Porque mandar mais dinheiro para cima do problema não o resolve. Apenas pode ajudar a ocultar um pouco mais.

Paulo Santos Monteiro disse...

Eu concordo com o Pedro. Creio que o problema na Europa é político, no sentido em que faz falta maior integração política e assumir a importância da solidariedade entre os vários membros da UE. Juntos somos mais fortes e não se trata de um jogo de soma zero, em que uns perdem e outros ganham.

Mas o problema é também de política económica, porque faz falta fugir à recessão. E para o conseguir fazer, é necessário estabelecer metas de médio prazo que, dando margem de manobra para hoje adiar a austeridade, sejam credíveis e sustentáveis.
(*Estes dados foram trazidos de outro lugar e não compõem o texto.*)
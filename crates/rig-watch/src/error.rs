//! Error types for the watcher subsystem

use thiserror::Error;

/// Errors that can occur while bringing up or running a port watcher
#[derive(Debug, Error)]
pub enum WatchError {
    /// Serial device could not be opened
    #[error("failed to open serial port {port}: {source}")]
    SerialOpen {
        /// OS path of the device
        port: String,
        /// Underlying driver error
        source: tokio_serial::Error,
    },

    /// Pseudo-tty pairs are not available on this platform
    #[error("pseudo-tty support is not available on this platform")]
    PtyUnsupported,

    /// Pseudo-tty pair could not be opened
    #[error("failed to open pseudo-tty: {0}")]
    PtyOpen(#[source] std::io::Error),

    /// I/O error
    #[error("I/O error: {0}")]
    Io(#[from] std::io::Error),
}
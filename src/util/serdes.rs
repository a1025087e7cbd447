//! Binary serialization/deserialization trait for wire objects.
use crate::util::Result;
use std::io;
use std::io::{Read, Write};

/// An object that may be serialized and deserialized.
pub trait Serializable<T> {
    /// Reads the object from serialized form.
    ///
    /// # Errors
    /// Propagates IO errors or invalid data.
    fn read(reader: &mut dyn Read) -> Result<T>
    where
        Self: Sized;

    /// Writes the object to serialized form.
    ///
    /// # Errors
    /// IO errors.
    fn write(&self, writer: &mut dyn Write) -> io::Result<()>;
}
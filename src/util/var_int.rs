//! Variable length integer (varint) ser/des for transaction wire data.

use byteorder::{LittleEndian, ReadBytesExt, WriteBytesExt};
use std::io;
use std::io::{Read, Write};

/// Returns the number of bytes required for the varint.
#[must_use]
#[inline]
pub fn size(n: u64) -> usize {
    if n <= 252 {
        1
    } else if n <= 0xffff {
        3
    } else if n <= 0xffffffff {
        5
    } else {
        9
    }
}

/// Writes the var int to bytes.
#[inline]
pub fn write(n: u64, writer: &mut dyn Write) -> io::Result<()> {
    if n <= 252 {
        writer.write_u8(n as u8)
    } else if n <= 0xffff {
        writer.write_u8(0xfd)?;
        writer.write_u16::<LittleEndian>(n as u16)
    } else if n <= 0xffffffff {
        writer.write_u8(0xfe)?;
        writer.write_u32::<LittleEndian>(n as u32)
    } else {
        writer.write_u8(0xff)?;
        writer.write_u64::<LittleEndian>(n)
    }
}

/// Reads a var int from bytes.
#[inline]
pub fn read(reader: &mut dyn Read) -> io::Result<u64> {
    let n0 = reader.read_u8()?;
    match n0 {
        0xff => reader.read_u64::<LittleEndian>(),
        0xfe => reader.read_u32::<LittleEndian>().map(u64::from),
        0xfd => reader.read_u16::<LittleEndian>().map(u64::from),
        _ => Ok(n0 as u64),
    }
}
/// BIP-143 sighash.
///
/// Serializes: version | hash_prevouts | hash_sequence | outpoint | script |
/// amount | sequence | hash_outputs | locktime | (fork_id << 8) | type.
fn witness_v0_sighash(
    tx: &Tx,
    n_input: usize,
    script_code: &[u8],
    amount: u64,
    sighash_type: u32,
    chain: &ChainParams,
    cache: &mut SigHashCache,
) -> Result<Hash256> {
    if n_input >= tx.inputs.len() {
        return Err(Error::BadArgument("Input index out of range".to_string()));
    }
    let hasher = chain.hasher;
    let mut s = Vec::with_capacity(200);
    let base_type = sighash_type & BASE_TYPE_MASK;
    let anyone_can_pay = sighash_type & SIGHASH_ANYONECANPAY != 0;
    // 1. nVersion
    s.write_u32::<LittleEndian>(tx.version)?;
    // 2. hashPrevouts
    if !anyone_can_pay {
        let hash_prevouts = match cache.hash_prevouts {
            Some(h) => h,
            None => {
                let mut prevouts = Vec::with_capacity(36 * tx.inputs.len());
                for input in &tx.inputs {
                    input.prev_output.write(&mut prevouts)?;
                }
                let h = hasher.hash(&prevouts);
                cache.hash_prevouts = Some(h);
                h
            }
        };
        s.extend_from_slice(&hash_prevouts.0);
    } else {
        s.extend_from_slice(&[0u8; 32]);
    }
    // 3. hashSequence
    if !anyone_can_pay && base_type != SIGHASH_SINGLE && base_type != SIGHASH_NONE {
        let hash_sequence = match cache.hash_sequence {
            Some(h) => h,
            None => {
                let mut sequences = Vec::with_capacity(4 * tx.inputs.len());
                for input in &tx.inputs {
                    sequences.write_u32::<LittleEndian>(input.sequence)?;
                }
                let h = hasher.hash(&sequences);
                cache.hash_sequence = Some(h);
                h
            }
        };
        s.extend_from_slice(&hash_sequence.0);
    } else {
        s.extend_from_slice(&[0u8; 32]);
    }
    // 4. outpoint
    tx.inputs[n_input].prev_output.write(&mut s)?;
    // 5. scriptCode len + code
    var_int::write(script_code.len() as u64, &mut s)?;
    s.extend_from_slice(script_code);
    // 6. amount
    s.write_u64::<LittleEndian>(amount)?;
    // 7. nSequence
    s.write_u32::<LittleEndian>(tx.inputs[n_input].sequence)?;
    // 8. hashOutputs
    if base_type != SIGHASH_SINGLE && base_type != SIGHASH_NONE {
        let hash_outputs = match cache.hash_outputs {
            Some(h) => h,
            None => {
                let mut outputs =
                    Vec::with_capacity(tx.outputs.iter().map(TxOut::size).sum::<usize>());
                for out in &tx.outputs {
                    out.write(&mut outputs)?;
                }
                let h = hasher.hash(&outputs);
                cache.hash_outputs = Some(h);
                h
            }
        };
        s.extend_from_slice(&hash_outputs.0);
    } else if base_type == SIGHASH_SINGLE && n_input < tx.outputs.len() {
        let mut single_out = Vec::with_capacity(tx.outputs[n_input].size());
        tx.outputs[n_input].write(&mut single_out)?;
        s.extend_from_slice(&hasher.hash(&single_out).0);
    } else {
        s.extend_from_slice(&[0u8; 32]);
    }
    // 9. nLockTime
    s.write_u32::<LittleEndian>(tx.lock_time)?;
    // 10. sighash type word with the chain's fork id above the low byte
    let fork_id = chain.fork_id.unwrap_or(0);
    s.write_u32::<LittleEndian>((fork_id << 8) | sighash_type)?;
    Ok(hasher.hash(&s))
}

/// Legacy sighash.
///
/// Serializes a modified tx copy: version | inputs (sub_script or empty,
/// seq=0 for NONE/SINGLE) | outputs (truncated/blanked) | locktime | type.
fn legacy_sighash(
    tx: &Tx,
    n_input: usize,
    script_code: &[u8],
    sighash_type: u32,
    chain: &ChainParams,
) -> Result<Hash256> {
    if n_input >= tx.inputs.len() {
        return Err(Error::BadArgument("Input index out of range".to_string()));
    }
    let mut s = Vec::with_capacity(tx.size());
    let base_type = sighash_type & BASE_TYPE_MASK;
    let anyone_can_pay = sighash_type & SIGHASH_ANYONECANPAY != 0;
    // Sub-script (remove OP_CODESEPARATOR)
    let mut sub_script = Vec::with_capacity(script_code.len());
    let mut i = 0;
    while i < script_code.len() {
        let next = next_op(i, script_code);
        if script_code[i] != OP_CODESEPARATOR {
            sub_script.extend_from_slice(&script_code[i..next]);
        }
        i = next;
    }
    // Version
    s.write_u32::<LittleEndian>(tx.version)?;
    // Inputs
    let n_inputs = if anyone_can_pay { 1 } else { tx.inputs.len() };
    var_int::write(n_inputs as u64, &mut s)?;
    for i in 0..tx.inputs.len() {
        let input_idx = if anyone_can_pay { n_input } else { i };
        let mut tx_in = tx.inputs[input_idx].clone();
        tx_in.witness = vec![];
        if input_idx == n_input {
            tx_in.unlock_script = Script(sub_script.clone());
        } else {
            tx_in.unlock_script = Script(vec![]);
            if base_type == SIGHASH_NONE || base_type == SIGHASH_SINGLE {
                tx_in.sequence = 0;
            }
        }
        tx_in.write(&mut s)?;
        if anyone_can_pay {
            break;
        }
    }
    // Outputs
    let n_outputs = if base_type == SIGHASH_NONE {
        0
    } else if base_type == SIGHASH_SINGLE {
        n_input + 1
    } else {
        tx.outputs.len()
    };
    var_int::write(n_outputs as u64, &mut s)?;
    for i in 0..n_outputs {
        if i < tx.outputs.len() && !(base_type == SIGHASH_SINGLE && i != n_input) {
            tx.outputs[i].write(&mut s)?;
        } else {
            // Blanked slot: maximum amount placeholder and empty script
            let blank = TxOut {
                amount: u64::MAX,
                lock_script: Script(vec![]),
            };
            blank.write(&mut s)?;
        }
    }
    // Locktime
    s.write_u32::<LittleEndian>(tx.lock_time)?;
    // Sighash type
    s.write_u32::<LittleEndian>(sighash_type)?;
    Ok(chain.hasher.hash(&s))
}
E Lapalice, a maior história de fadas encantadas é aquela que diz que aumentando os impostos e diminuindo a despesa pública, numa conjuntura em que a política monetária não consegue actuar como contrapeso, o crescimento económico regressa.

Jose Lapalice disse...

Se os governos tivessem agido de forma correcta, ou seja, tendo menores défices orçamentais ou mesmo superavits nos períodos de expansão, agora teriam mais instrumentos para agir.
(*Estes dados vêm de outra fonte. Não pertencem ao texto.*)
//! Coin selection and fee planning.
//!
//! Selection accumulates candidates in the order given until the running
//! total covers amount plus fee. This is not a minimization search.
use crate::signer::SigningRequest;
use crate::transaction::OutPoint;
use crate::script::Script;
use crate::util::{Error, Result};

/// Fixed transaction overhead: version, input count, output count, locktime.
const TX_OVERHEAD: u64 = 10;
/// Extended framing overhead: marker and flag bytes.
const WITNESS_FRAMING: u64 = 2;
/// Estimated size of a signed legacy input.
const LEGACY_INPUT_SIZE: u64 = 148;
/// Estimated weight-adjusted size of a signed witness input.
const WITNESS_INPUT_SIZE: u64 = 68;
/// Estimated size of an output.
const OUTPUT_SIZE: u64 = 34;

/// An unspent output available for selection.
///
/// Read-only planning input. Selection copies it into a plan.
#[derive(Debug, Clone, PartialEq, Eq)]
pub struct UnspentOutput {
    /// Reference to the output being spent.
    pub out_point: OutPoint,
    /// Sequence to use for the input spending this output.
    pub sequence: u32,
    /// Locking script of the output.
    pub lock_script: Script,
    /// Amount in the smallest unit of the chain.
    pub amount: u64,
}

/// A complete, balanced spending plan.
///
/// Balances exactly: the sum of the selected amounts equals
/// `amount + change + fee`.
#[derive(Debug, Clone, PartialEq, Eq)]
pub struct TransactionPlan {
    /// Selected outputs, in selection order.
    pub utxos: Vec<UnspentOutput>,
    /// Amount sent to the destination.
    pub amount: u64,
    /// Amount returned to the change address. Zero means no change output.
    pub change: u64,
    /// Fee paid to miners.
    pub fee: u64,
}

impl TransactionPlan {
    /// Total value of the selected outputs.
    #[must_use]
    pub fn total(&self) -> u64 {
        self.utxos.iter().map(|u| u.amount).sum()
    }
}

/// Estimates the serialized size of a signed transaction in bytes.
///
/// Witness estimates use the weight-adjusted input size plus the extended
/// framing bytes.
#[must_use]
pub fn estimate_size(n_inputs: u64, n_outputs: u64, segwit: bool) -> u64 {
    let (input_size, framing) = if segwit {
        (WITNESS_INPUT_SIZE, WITNESS_FRAMING)
    } else {
        (LEGACY_INPUT_SIZE, 0)
    };
    TX_OVERHEAD + framing + input_size * n_inputs + OUTPUT_SIZE * n_outputs
}

fn all_witness(utxos: &[UnspentOutput]) -> bool {
    !utxos.is_empty() && utxos.iter().all(|u| u.lock_script.is_witness_program())
}

/// Builds a spending plan for the request.
///
/// Candidates are taken in the order given until the total covers the
/// requested amount plus the fee, with the fee re-estimated after each
/// added input. In send-max mode every candidate is selected and the
/// destination amount is the total minus the fee.
///
/// # Errors
/// `Error::InsufficientFunds` if the candidates cannot cover amount plus
/// fee, `Error::FeeError` if the fee alone would consume the total or the
/// fee arithmetic overflows.
pub fn plan(request: &SigningRequest) -> Result<TransactionPlan> {
    if request.use_max_amount {
        return plan_max(request);
    }
    let mut selected: Vec<UnspentOutput> = Vec::new();
    let mut total: u64 = 0;
    for utxo in &request.utxos {
        total = total
            .checked_add(utxo.amount)
            .ok_or_else(|| Error::FeeError("Input total overflow".to_string()))?;
        selected.push(utxo.clone());
        // Destination and change output
        let size = estimate_size(selected.len() as u64, 2, all_witness(&selected));
        let fee = size
            .checked_mul(request.byte_fee)
            .ok_or_else(|| Error::FeeError("Fee overflow".to_string()))?;
        let target = request
            .amount
            .checked_add(fee)
            .ok_or_else(|| Error::FeeError("Target overflow".to_string()))?;
        if total >= target {
            return Ok(TransactionPlan {
                utxos: selected,
                amount: request.amount,
                change: total - target,
                fee,
            });
        }
    }
    Err(Error::InsufficientFunds(format!(
        "Have {} of {} requested",
        total, request.amount
    )))
}

/// Send-max plan: every candidate, no change.
fn plan_max(request: &SigningRequest) -> Result<TransactionPlan> {
    let selected = request.utxos.clone();
    let total: u64 = selected.iter().map(|u| u.amount).sum();
    let size = estimate_size(selected.len() as u64, 1, all_witness(&selected));
    let fee = size
        .checked_mul(request.byte_fee)
        .ok_or_else(|| Error::FeeError("Fee overflow".to_string()))?;
    if fee >= total {
        return Err(Error::FeeError(format!(
            "Fee {} consumes the total {}",
            fee, total
        )));
    }
    Ok(TransactionPlan {
        utxos: selected,
        amount: total - fee,
        change: 0,
        fee,
    })
}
Adiar a austeridade é um desejo muito bonito. Mas não passa disso mesmo, um desejo. Porque a verdade é que Portugal não consegue criar riqueza para os gastos que tem. E quem lhe emprestava guito, deixou de acreditar na capacidade de receber.

E com a resistência à mudança que existe, pouco mudará nas condições para crescer. Continuando a falar-se em adiar austeridade, que virão os camaradas solidários europeus ao nosso auxílio, então é que não se consegue mudar mesmo nada. É um discurso que só prejudica Portugal.

Pedro Antunes disse...

Lapalice, como deves ter percebido enganei-me no nome. Chama-se a isso "gralha".
Sugiro que olhes para o que o "Klaus" ganha com a solidariedade entre países Europeus. Os alemães e afins não são estúpidos ou limitados. Percebem os desequilíbrios criados. A linguagem do "desbaratar" e do "sul preguiçoso" é usada por políticos mais do que pelo povo alemão.

Jose Lapalice disse...

http://uk.reuters.com/article/2012/02/05/uk-eurozone-idUKTRE8130TL20120205

É exactamente o oposto. Os políticos alemães no poder é que percebem que o melhor é tentar manter o barco unido. Não o "Klaus".